+++ SOURCE INFORMATION +++

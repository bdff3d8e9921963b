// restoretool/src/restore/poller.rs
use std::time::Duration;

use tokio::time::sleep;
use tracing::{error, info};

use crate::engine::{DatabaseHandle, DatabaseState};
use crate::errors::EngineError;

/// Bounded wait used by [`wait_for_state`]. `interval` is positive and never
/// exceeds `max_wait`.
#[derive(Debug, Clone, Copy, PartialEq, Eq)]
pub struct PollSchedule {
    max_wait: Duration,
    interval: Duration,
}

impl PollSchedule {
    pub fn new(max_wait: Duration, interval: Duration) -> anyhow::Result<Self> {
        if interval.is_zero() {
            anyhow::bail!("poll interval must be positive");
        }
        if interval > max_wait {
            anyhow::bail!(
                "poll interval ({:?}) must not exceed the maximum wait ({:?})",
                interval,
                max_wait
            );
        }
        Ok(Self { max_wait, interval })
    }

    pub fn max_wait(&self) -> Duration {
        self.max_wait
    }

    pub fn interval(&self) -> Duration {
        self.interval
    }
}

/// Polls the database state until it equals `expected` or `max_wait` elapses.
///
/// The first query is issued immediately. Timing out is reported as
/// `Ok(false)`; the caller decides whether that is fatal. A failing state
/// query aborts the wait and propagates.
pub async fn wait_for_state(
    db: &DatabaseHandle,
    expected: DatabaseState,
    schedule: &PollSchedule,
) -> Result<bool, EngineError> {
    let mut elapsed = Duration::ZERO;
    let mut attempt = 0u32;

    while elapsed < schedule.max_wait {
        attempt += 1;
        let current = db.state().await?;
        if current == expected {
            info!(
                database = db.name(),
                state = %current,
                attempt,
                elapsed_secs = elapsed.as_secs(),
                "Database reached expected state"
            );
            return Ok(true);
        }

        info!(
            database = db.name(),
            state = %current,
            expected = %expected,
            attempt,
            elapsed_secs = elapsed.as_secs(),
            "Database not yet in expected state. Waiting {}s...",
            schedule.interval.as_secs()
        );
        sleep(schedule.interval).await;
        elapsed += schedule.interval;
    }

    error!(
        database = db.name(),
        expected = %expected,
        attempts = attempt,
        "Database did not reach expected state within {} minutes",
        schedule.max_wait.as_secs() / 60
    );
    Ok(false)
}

+++

◆ **YOUR TASK**:
Taking the entries from their first line through the line with "wait and propagates.", inclusive, restate each line word for word and give nothing else.

◆ **RESPONSE TO THE EXERCISE**:
repository bdff3d8e9921963b
// restoretool/src/restore/poller.rs
use std::time::Duration;

use tokio::time::sleep;
use tracing::{error, info};

use crate::engine::{DatabaseHandle, DatabaseState};
use crate::errors::EngineError;

/// Bounded wait used by [`wait_for_state`]. `interval` is positive and never
/// exceeds `max_wait`.
#[derive(Debug, Clone, Copy, PartialEq, Eq)]
pub struct PollSchedule {
    max_wait: Duration,
    interval: Duration,
}

impl PollSchedule {
    pub fn new(max_wait: Duration, interval: Duration) -> anyhow::Result<Self> {
        if interval.is_zero() {
            anyhow::bail!("poll interval must be positive");
        }
        if interval > max_wait {
            anyhow::bail!(
                "poll interval ({:?}) must not exceed the maximum wait ({:?})",
                interval,
                max_wait
            );
        }
        Ok(Self { max_wait, interval })
    }

    pub fn max_wait(&self) -> Duration {
        self.max_wait
    }

    pub fn interval(&self) -> Duration {
        self.interval
    }
}

/// Polls the database state until it equals `expected` or `max_wait` elapses.
///
/// The first query is issued immediately. Timing out is reported as
/// `Ok(false)`; the caller decides whether that is fatal. A failing state
/// query aborts the wait and propagates.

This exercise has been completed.